I am writing a scrapy spider that takes as input many urls and classifies them into categories (returned as items). These URLs are fed to the spider via my crawler's start_requests() method.

Some URLs can be classified without downloading them, so I would like to yield directly an Item for them in start_requests(), which is forbidden by scrapy. How can I circumvent this?

I have thought about catching these requests in a custom middleware that would turn them into spurious Response objects, that I could then convert into Item objects in the request callback, but any cleaner solution would be welcome.

like image 610
pintoch Avatar asked Oct 19 '22 16:10

pintoch


2 Answers

You could use Downloader Middleware to do this job.

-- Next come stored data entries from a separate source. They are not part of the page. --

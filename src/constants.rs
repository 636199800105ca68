//! Constants used throughout the engine

/// Face-mesh landmark index of the left outer eye corner
pub const LEFT_EYE_OUTER: usize = 33;

/// Face-mesh landmark index of the right outer eye corner
pub const RIGHT_EYE_OUTER: usize = 263;

/// Default smoothing factor for face-anchored tracking
pub const DEFAULT_SMOOTHING_ALPHA: f64 = 0.3;

/// Smoothing factor bounds, exclusive below and inclusive above
pub const SMOOTHING_ALPHA_MIN: f64 = 0.0;
pub const SMOOTHING_ALPHA_MAX: f64 = 1.0;

/// Presence quality range
pub const QUALITY_MIN: f64 = 0.0;
pub const QUALITY_MAX: f64 = 100.0;

/// Default quality ramp per frame while a face is detected
pub const DEFAULT_QUALITY_STEP_UP: f64 = 4.0;

/// Default quality decay per frame while no face is detected
pub const DEFAULT_QUALITY_STEP_DOWN: f64 = 10.0;

/// Consecutive landmark-less frames before Detected flips to Lost
pub const DEFAULT_LOST_AFTER_MISSES: u32 = 1;

/// Frame-rate estimation window in milliseconds
pub const DEFAULT_FPS_WINDOW_MS: f64 = 500.0;

/// Default target position, in percent of the surface
pub const DEFAULT_TARGET_X_PCT: f64 = 62.0;
pub const DEFAULT_TARGET_Y_PCT: f64 = 42.0;

/// Default marker radius in CSS pixels
pub const DEFAULT_TARGET_RADIUS: f64 = 18.0;

/// Percent scale
pub const PERCENT: f64 = 100.0;
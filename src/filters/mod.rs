//! Temporal filters for the anchor position.
//!
//! Face-anchored tracking runs the raw anchor through an exponential smoother
//! to damp detector jitter. Screen-fixed targets are not face-derived, so they
//! use the pass-through filter and skip smoothing entirely.

/// Exponential low-pass smoother with snap-on-reset
pub mod exponential;

use crate::geometry::ScreenPoint;
use crate::Result;

/// Trait for all anchor filters
pub trait PointFilter: Send + Sync {
    /// Feed one raw position and return the filtered position
    fn apply(&mut self, raw: ScreenPoint) -> ScreenPoint;

    /// Drop filter state so the next sample is taken as-is
    fn reset(&mut self);

    /// Get filter name
    fn name(&self) -> &str;
}

/// No-op filter that passes positions through unchanged
pub struct NoFilter;

impl PointFilter for NoFilter {
    fn apply(&mut self, raw: ScreenPoint) -> ScreenPoint {
        raw
    }

    fn reset(&mut self) {}

    fn name(&self) -> &str {
        "NoFilter"
    }
}

/// Create an anchor filter by type name
///
/// # Errors
///
/// Returns an error for an unknown filter name or an alpha outside `(0, 1]`
pub fn create_filter(filter_type: &str, alpha: f64) -> Result<Box<dyn PointFilter>> {
    match filter_type.to_lowercase().as_str() {
        "none" | "nofilter" => Ok(Box::new(NoFilter)),
        "exponential" | "ema" => Ok(Box::new(exponential::PositionSmoother::new(alpha)?)),
        _ => Err(crate::Error::FilterError(format!("Unknown filter type: {filter_type}"))),
    }
}
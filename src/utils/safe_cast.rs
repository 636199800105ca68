//! Checked float-to-integer conversions for frame-rate and pixel values

/// Round and clamp an f64 into `[min, max]` as u32
///
/// Non-finite values map to `min`.
#[must_use]
#[allow(clippy::cast_possible_truncation)] // Clamping ensures safe truncation
#[allow(clippy::cast_sign_loss)] // Clamped to a non-negative range
pub fn f64_round_to_u32_clamp(value: f64, min: u32, max: u32) -> u32 {
    let (min, max) = if min <= max { (min, max) } else { (max, min) };

    if !value.is_finite() {
        return min;
    }

    let clamped = value.round().clamp(f64::from(min), f64::from(max));
    (clamped as u32).clamp(min, max)
}
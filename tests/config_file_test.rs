//! Tests for configuration loading, saving and validation

use landmark_anchor::{
    calibration::TargetPosition,
    config::{Config, EXAMPLE_CONFIG},
    engine::{AnchorEngine, CameraFacing, TrackingMode},
    landmarks::LandmarkSelection,
    Error,
};
use std::io::Write;

#[test]
fn test_round_trip_through_file() {
    let dir = tempfile::tempdir().unwrap();
    let path = dir.path().join("anchor.yaml");

    let mut config = Config::default();
    config.tracking.mode = TrackingMode::ScreenFixed;
    config.tracking.landmark = LandmarkSelection::LeftEyeOuter;
    config.tracking.camera_facing = CameraFacing::Environment;
    config.smoothing.alpha = 0.25;
    config.target = TargetPosition::new(30.0, 70.0, 24.0).unwrap();

    config.to_file(&path).unwrap();
    let loaded = Config::from_file(&path).unwrap();
    assert_eq!(loaded, config);
}

#[test]
fn test_example_config_loads_from_disk() {
    let mut file = tempfile::NamedTempFile::new().unwrap();
    file.write_all(EXAMPLE_CONFIG.as_bytes()).unwrap();

    let config = Config::from_file(file.path()).unwrap();
    assert!(config.validate().is_ok());
    assert_eq!(config.tracking.landmark.index(), 263);
    assert!(config.tracking.camera_facing.mirrored());
}

#[test]
fn test_missing_file_is_io_error() {
    let dir = tempfile::tempdir().unwrap();
    let result = Config::from_file(dir.path().join("absent.yaml"));
    assert!(matches!(result, Err(Error::Io(_))));
}

#[test]
fn test_malformed_yaml_is_config_error() {
    let result = Config::from_yaml("smoothing: [not, a, map");
    assert!(matches!(result, Err(Error::ConfigError(_))));

    let result = Config::from_yaml("tracking:\n  mode: sideways\n");
    assert!(matches!(result, Err(Error::ConfigError(_))));
}

#[test]
fn test_invalid_values_rejected_not_clamped() {
    let cases: Vec<(&str, fn(&mut Config))> = vec![
        ("alpha zero", |c| c.smoothing.alpha = 0.0),
        ("alpha above one", |c| c.smoothing.alpha = 1.01),
        ("negative radius", |c| c.target.radius = -1.0),
        ("x percent", |c| c.target.x_pct = 120.0),
        ("zero step up", |c| c.presence.step_up = 0.0),
        ("step down not above step up", |c| c.presence.step_down = c.presence.step_up),
        ("zero misses", |c| c.presence.lost_after_misses = 0),
        ("zero fps window", |c| c.frame_rate.window_ms = 0.0),
    ];

    for (name, mutate) in cases {
        let mut config = Config::default();
        mutate(&mut config);

        let err = config.validate().expect_err(name);
        assert!(matches!(err, Error::ConfigError(_)), "{name}: {err}");
        assert!(AnchorEngine::new(config.clone()).is_err(), "{name}");

        // Nothing was silently adjusted
        let mut expected = Config::default();
        mutate(&mut expected);
        assert_eq!(config, expected, "{name}");
    }
}

#[test]
fn test_smoothing_disabled_still_validates_alpha() {
    let mut config = Config::default();
    config.smoothing.enabled = false;
    config.smoothing.alpha = -1.0;
    assert!(config.validate().is_err());
}

#[test]
fn test_set_target_validation_error() {
    let mut engine = AnchorEngine::new(Config::default()).unwrap();
    let bad = TargetPosition {
        x_pct: 50.0,
        y_pct: 50.0,
        radius: -5.0,
    };
    assert!(engine.set_target(bad).is_err());
    assert_eq!(engine.target(), TargetPosition::default());
}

In start_requests(), you should always make a request, for example:

def start_requests(self):
    for url in all_urls:
        yield scrapy.Request(url)

However, you should write a downloader middleware:

class DirectReturn:
    def process_request(self, request, spider):
        image_url = request.url
        if url in direct_return_url_set:
            resp = Response(image_url, request=request)
            request.meta['direct_return_url': True]
            return resp
        else:
            return request

Then, in your parse method, just check if key direct_return_url in response.meta. if yes, just generate an item and put response.url to it and then yield this item.

like image 185
Kingname Avatar answered Nov 03 '22 21:11

Kingname


I think using a spider middleware and overwriting the start_requests() would be a good start.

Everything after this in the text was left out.